The plaintiff reasons that by becoming surety on the first appeal bond the defendant thereby rendered itself liable for payment of all future awards of whatever nature. Discussion of that question in this opinion would be mere repetition, since we held to the contrary of plaintiff's contention in Union Indemnity Co. v. Saling, 166 Okla. 133, 26 P.2d 217, and Home Indemnity Co. of N.Y. v. Matkin, 174 Okla. 378,50 P.2d 688, which decisions may be consulted for the reasons underlying the rule, and the application thereof. The syllabus of the latter decision is controlling here.
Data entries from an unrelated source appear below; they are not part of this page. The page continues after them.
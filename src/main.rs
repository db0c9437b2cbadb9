mod appsettings;

use std::sync::Arc;

use anyhow::Context;
use pillminder_delivery::NotificationDispatcher;
use pillminder_models::clock::SystemClock;
use pillminder_registry::ScheduleRegistry;
use pillminder_scheduler::ReminderSupervisor;
use pillminder_storage::{GuardedStore, JsonScheduleStore};

#[tokio::main]
async fn main() -> anyhow::Result<()> {
    dotenvy::dotenv().ok();
    pretty_env_logger::formatted_builder()
        .filter_level(log::LevelFilter::Info)
        .parse_default_env()
        .init();

    let settings = appsettings::load().context("Failed to load settings")?;
    log::info!(
        "Starting pillminder. [store = {}, timezone = {}]",
        settings.store.path.display(),
        settings.scheduler.timezone
    );

    let store = Arc::new(GuardedStore::new(JsonScheduleStore::new(
        settings.store.path.clone(),
    )));
    let dispatcher = Arc::new(
        NotificationDispatcher::from_settings(&settings)
            .context("Failed to set up notification delivery")?,
    );
    let supervisor = Arc::new(
        ReminderSupervisor::new(Arc::clone(&store), dispatcher, Arc::new(SystemClock))
            .with_tick_interval(settings.scheduler.tick_interval())
            .with_cancel_timeout(settings.scheduler.cancel_timeout()),
    );
    let registry = ScheduleRegistry::new(store, supervisor, settings.scheduler.timezone);

    registry
        .resume()
        .await
        .context("Failed to resume reminders")?;
    let dashboard = registry.dashboard().await?;
    log::info!(
        "Schedules loaded. [total = {}, active = {}]",
        dashboard.total_schedules,
        dashboard.active_reminders
    );

    tokio::signal::ctrl_c()
        .await
        .context("Failed to listen for shutdown signal")?;
    log::info!("Shutting down");
    registry.shutdown().await;

    Ok(())
}
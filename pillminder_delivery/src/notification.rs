use std::time::Duration;

use async_trait::async_trait;
use pillminder_models::schedule::Schedule;
use thiserror::Error;

pub const DOSE_REMINDER_SUBJECT: &str = "Medicine Reminder";

#[derive(Debug, Clone, PartialEq, Eq)]
pub struct Notification {
    pub subject: String,
    pub message: String,
    pub recipient: Option<String>,
}

impl Notification {
    pub fn dose_reminder(schedule: &Schedule) -> Self {
        Self {
            subject: DOSE_REMINDER_SUBJECT.to_string(),
            message: format!(
                "Reminder: Time to take your medicine '{}' - Dosage: {}",
                schedule.name, schedule.dosage
            ),
            recipient: schedule.recipient().map(str::to_string),
        }
    }
}

#[derive(Debug, Error)]
pub enum DeliveryError {
    #[error("Invalid email address: {0}")]
    Address(#[from] lettre::address::AddressError),

    #[error("Cannot build email: {0}")]
    Message(#[from] lettre::error::Error),

    #[error("Email transport failed: {0}")]
    Transport(#[from] lettre::transport::smtp::Error),

    #[error("Notification has no recipient")]
    MissingRecipient,

    #[error("Delivery did not finish within {0:?}")]
    Timeout(Duration),

    #[error("{0}")]
    Other(String),
}

#[async_trait]
pub trait NotificationSink: Send + Sync + 'static {
    fn name(&self) -> &'static str;

    async fn deliver(&self, notification: &Notification) -> Result<(), DeliveryError>;
}
use std::{path::PathBuf, time::Duration};

use chrono_tz::Tz;
use serde::Deserialize;

#[derive(Deserialize, Debug, Clone)]
pub struct StoreSettings {
    #[serde(default = "default_store_path")]
    pub path: PathBuf,
}

impl Default for StoreSettings {
    fn default() -> Self {
        Self {
            path: default_store_path(),
        }
    }
}

#[derive(Deserialize, Debug, Clone)]
pub struct SchedulerSettings {
    #[serde(default = "default_tick_interval_ms")]
    pub tick_interval_ms: u64,
    #[serde(default = "default_cancel_timeout_secs")]
    pub cancel_timeout_secs: u64,
    /// Zone used to read submitted wall-clock times and to count calendar days.
    #[serde(default = "default_timezone")]
    pub timezone: Tz,
}

impl SchedulerSettings {
    pub fn tick_interval(&self) -> Duration {
        Duration::from_millis(self.tick_interval_ms.max(1))
    }

    pub fn cancel_timeout(&self) -> Duration {
        Duration::from_secs(self.cancel_timeout_secs)
    }
}

impl Default for SchedulerSettings {
    fn default() -> Self {
        Self {
            tick_interval_ms: default_tick_interval_ms(),
            cancel_timeout_secs: default_cancel_timeout_secs(),
            timezone: default_timezone(),
        }
    }
}

#[derive(Deserialize, Debug, Clone)]
pub struct DeliverySettings {
    #[serde(default = "default_delivery_timeout_secs")]
    pub timeout_secs: u64,
}

impl DeliverySettings {
    pub fn timeout(&self) -> Duration {
        Duration::from_secs(self.timeout_secs)
    }
}

impl Default for DeliverySettings {
    fn default() -> Self {
        Self {
            timeout_secs: default_delivery_timeout_secs(),
        }
    }
}

#[derive(Deserialize, Debug, Clone)]
pub struct EmailSettings {
    #[serde(default = "default_smtp_host")]
    pub smtp_host: String,
    #[serde(default = "default_smtp_port")]
    pub smtp_port: u16,
    pub username: String,
    pub password: String,
    pub from: String,
}

#[derive(Deserialize, Debug, Clone, Default)]
pub struct Settings {
    #[serde(default)]
    pub store: StoreSettings,
    #[serde(default)]
    pub scheduler: SchedulerSettings,
    #[serde(default)]
    pub delivery: DeliverySettings,
    #[serde(default)]
    pub email: Option<EmailSettings>,
}

fn default_store_path() -> PathBuf {
    PathBuf::from("medicine_schedule.json")
}

fn default_tick_interval_ms() -> u64 {
    1000
}

fn default_cancel_timeout_secs() -> u64 {
    5
}

fn default_timezone() -> Tz {
    Tz::UTC
}

fn default_delivery_timeout_secs() -> u64 {
    10
}

fn default_smtp_host() -> String {
    "smtp.gmail.com".to_string()
}

fn default_smtp_port() -> u16 {
    587
}
//! Pure dose-timing arithmetic. Nothing here reads the clock or the store.

use chrono::{DateTime, Days, NaiveDateTime, TimeDelta, TimeZone, Timelike, Utc};
use chrono_tz::Tz;

use crate::schedule::DurationRequest;

/// End of the validity window, present only for day-bounded schedules.
///
/// Days are civil calendar days in `tz`: the start is moved to local
/// wall-clock time, `n` days are added there and the result is mapped
/// back to UTC, so a window spanning a DST change is 23 or 25 hours per
/// affected day. Returns `None` for indefinite schedules and for windows
/// that leave the representable range.
pub fn compute_end_time(
    start_time: DateTime<Utc>,
    duration: DurationRequest,
    tz: &Tz,
) -> Option<DateTime<Utc>> {
    let DurationRequest::Days(days) = duration else {
        return None;
    };

    let local_start = start_time.with_timezone(tz).naive_local();
    let local_end = local_start.checked_add_days(Days::new(days.into()))?;

    Some(localize(local_end, tz))
}

pub fn next_dose_time(start_time: DateTime<Utc>, frequency_seconds: u64) -> DateTime<Utc> {
    i64::try_from(frequency_seconds)
        .ok()
        .and_then(TimeDelta::try_seconds)
        .and_then(|frequency| start_time.checked_add_signed(frequency))
        .unwrap_or(DateTime::<Utc>::MAX_UTC)
}

pub fn is_expired(now: DateTime<Utc>, end_time: Option<DateTime<Utc>>) -> bool {
    end_time.is_some_and(|end_time| now > end_time)
}

pub fn is_due(now: DateTime<Utc>, next_dose_time: DateTime<Utc>) -> bool {
    next_dose_time <= now
}

/// Persisted timestamps carry minute precision only.
pub fn truncate_to_minute(time: DateTime<Utc>) -> DateTime<Utc> {
    time.with_second(0)
        .and_then(|time| time.with_nanosecond(0))
        .expect("Zero seconds and nanoseconds are always valid.")
}

/// Maps wall-clock time in `tz` to UTC.
///
/// Ambiguous times (clocks falling back) resolve to the earlier instant;
/// times inside a spring-forward gap are pushed one hour later.
pub fn localize(local: NaiveDateTime, tz: &Tz) -> DateTime<Utc> {
    tz.from_local_datetime(&local)
        .earliest()
        .or_else(|| {
            local
                .checked_add_signed(TimeDelta::hours(1))
                .and_then(|shifted| tz.from_local_datetime(&shifted).earliest())
        })
        .map(|time| time.with_timezone(&Utc))
        .unwrap_or_else(|| local.and_utc())
}

#[cfg(test)]
mod tests {
    use super::*;

    use chrono::{NaiveDate, NaiveTime};
    use chrono_tz::Europe::Berlin;
    use proptest::prelude::*;
    use proptest_arbitrary_interop::arb;
    use test_strategy::proptest;

    fn utc(s: &str) -> DateTime<Utc> {
        NaiveDateTime::parse_from_str(s, "%Y-%m-%dT%H:%M:%S")
            .unwrap()
            .and_utc()
    }

    #[test]
    fn two_day_window_ends_two_days_after_start() {
        let start = utc("2024-01-01T00:00:00");

        let end = compute_end_time(start, DurationRequest::Days(2), &Tz::UTC);

        assert_eq!(end, Some(utc("2024-01-03T00:00:00")));
    }

    #[test]
    fn indefinite_schedules_have_no_end() {
        let start = utc("2024-01-01T00:00:00");

        assert_eq!(
            compute_end_time(start, DurationRequest::Indefinite, &Tz::UTC),
            None
        );
    }

    #[test]
    fn calendar_day_across_spring_forward_is_23_hours() {
        // 2024-03-31 02:00 Berlin jumps to 03:00.
        let start = localize(
            NaiveDate::from_ymd_opt(2024, 3, 30)
                .unwrap()
                .and_hms_opt(12, 0, 0)
                .unwrap(),
            &Berlin,
        );

        let end = compute_end_time(start, DurationRequest::Days(1), &Berlin).unwrap();

        assert_eq!(end - start, TimeDelta::hours(23));
        assert_eq!(
            end.with_timezone(&Berlin).time(),
            NaiveTime::from_hms_opt(12, 0, 0).unwrap()
        );
    }

    #[test]
    fn wall_clock_time_in_gap_moves_forward() {
        let in_gap = NaiveDate::from_ymd_opt(2024, 3, 31)
            .unwrap()
            .and_hms_opt(2, 30, 0)
            .unwrap();

        let resolved = localize(in_gap, &Berlin);

        assert_eq!(resolved, utc("2024-03-31T01:30:00"));
    }

    #[test]
    fn ambiguous_wall_clock_time_picks_earlier_instant() {
        // 2024-10-27 02:30 happens twice in Berlin.
        let ambiguous = NaiveDate::from_ymd_opt(2024, 10, 27)
            .unwrap()
            .and_hms_opt(2, 30, 0)
            .unwrap();

        assert_eq!(localize(ambiguous, &Berlin), utc("2024-10-27T00:30:00"));
    }

    #[test]
    fn expiry_is_strictly_after_end() {
        let end = utc("2024-01-03T00:00:00");

        assert!(!is_expired(end, Some(end)));
        assert!(is_expired(utc("2024-01-03T00:01:00"), Some(end)));
        assert!(!is_expired(utc("2099-01-01T00:00:00"), None));
    }

    #[test]
    fn dose_is_due_at_its_exact_time() {
        let next = utc("2024-01-01T00:00:05");

        assert!(!is_due(utc("2024-01-01T00:00:04"), next));
        assert!(is_due(next, next));
    }

    #[test]
    fn huge_frequency_saturates() {
        let start = utc("2024-01-01T00:00:00");

        assert_eq!(next_dose_time(start, u64::MAX), DateTime::<Utc>::MAX_UTC);
    }

    #[test]
    fn truncation_drops_seconds() {
        assert_eq!(
            truncate_to_minute(utc("2024-01-01T00:00:05")),
            utc("2024-01-01T00:00:00")
        );
    }

    fn start_strategy() -> impl Strategy<Value = DateTime<Utc>> {
        (0i64..4_000_000_000).prop_map(|secs| DateTime::from_timestamp(secs, 0).unwrap())
    }

    #[proptest]
    fn next_dose_is_exactly_one_frequency_later(
        #[strategy(start_strategy())] start: DateTime<Utc>,
        #[strategy(1u64..10_000_000)] frequency: u64,
    ) {
        let next = next_dose_time(start, frequency);

        prop_assert_eq!((next - start).num_seconds(), frequency as i64);
        prop_assert!(is_due(next, next));
    }

    #[proptest]
    fn utc_days_are_fixed_length(
        #[strategy(start_strategy())] start: DateTime<Utc>,
        #[strategy(1u32..3650)] days: u32,
    ) {
        let end = compute_end_time(start, DurationRequest::Days(days), &Tz::UTC).unwrap();

        prop_assert_eq!(end - start, TimeDelta::days(days.into()));
    }

    #[proptest]
    fn local_days_keep_wall_clock_time(
        #[strategy(2000i32..2100)] year: i32,
        #[strategy(1u32..=365)] ordinal: u32,
        #[strategy(1u32..400)] days: u32,
    ) {
        // Noon is never inside a DST transition in Berlin.
        let local_start = NaiveDate::from_yo_opt(year, ordinal)
            .unwrap()
            .and_hms_opt(12, 0, 0)
            .unwrap();
        let start = localize(local_start, &Berlin);

        let end = compute_end_time(start, DurationRequest::Days(days), &Berlin).unwrap();

        let local_end = end.with_timezone(&Berlin).naive_local();
        prop_assert_eq!(local_end, local_start + Days::new(days.into()));
    }

    #[proptest]
    fn truncation_stays_within_the_same_minute(
        #[strategy(arb::<NaiveDateTime>())] time: NaiveDateTime,
    ) {
        // Leap seconds are out of scope for stored timestamps.
        let time = time
            .with_nanosecond(time.nanosecond() % 1_000_000_000)
            .unwrap()
            .and_utc();

        let truncated = truncate_to_minute(time);

        prop_assert_eq!(truncated.second(), 0);
        prop_assert_eq!(truncated.nanosecond(), 0);
        prop_assert!(truncated <= time);
        prop_assert!(time - truncated < TimeDelta::minutes(1));
    }
}
mod guarded_store;
pub mod json;
mod memory;
mod schedule_store;

pub use guarded_store::GuardedStore;
pub use json::schedule_storage::JsonScheduleStore;
pub use memory::InMemoryScheduleStore;
pub use schedule_store::{ScheduleStore, StoreError};
pub mod schedule_storage;
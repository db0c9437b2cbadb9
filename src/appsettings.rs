use config::{Config, ConfigError, Environment, File};
use pillminder_models::settings::Settings;

/// Reads `appsettings` and `appsettings.local` from the working directory,
/// then `APP_*` environment variables, e.g. `APP_STORE__PATH`.
pub fn load() -> Result<Settings, ConfigError> {
    let settings = Config::builder()
        .add_source(File::with_name("appsettings").required(false))
        .add_source(File::with_name("appsettings.local").required(false))
        .add_source(
            Environment::with_prefix("APP")
                .prefix_separator("_")
                .separator("__")
                .try_parsing(true),
        )
        .build()?;

    settings.try_deserialize()
}
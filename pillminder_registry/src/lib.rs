mod registry;

pub use registry::{Dashboard, RegistryError, ScheduleRegistry, ToggleOutcome};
It reads:

"The portion of section 13363, O. S. 1931, relative to the supersedeas bond required in order to obtain a review of an award of the State Industrial Commission under the Workmen's Compensation Act, does not contemplate that the surety thereon shall be deemed liable for any and all awards that may be rendered in the future in connection with the same case, but it does contemplate that the surety shall be liable on such awards as may be made in order to comply with the mandate of this court when, and if, the award sought to be reviewed is by this court affirmed in whole or in part, in the same proceeding for which the bond was filed."

It therefore follows that, regardless of the question of jurisdiction and the principles of subrogation, the judgment should be reversed. It is so ordered, and the cause romanded to the trial court, with directions to enter judgment for the defendant.

McNEILL, C. J., and BAYLESS, CORN, and GIBSON, JJ., concur.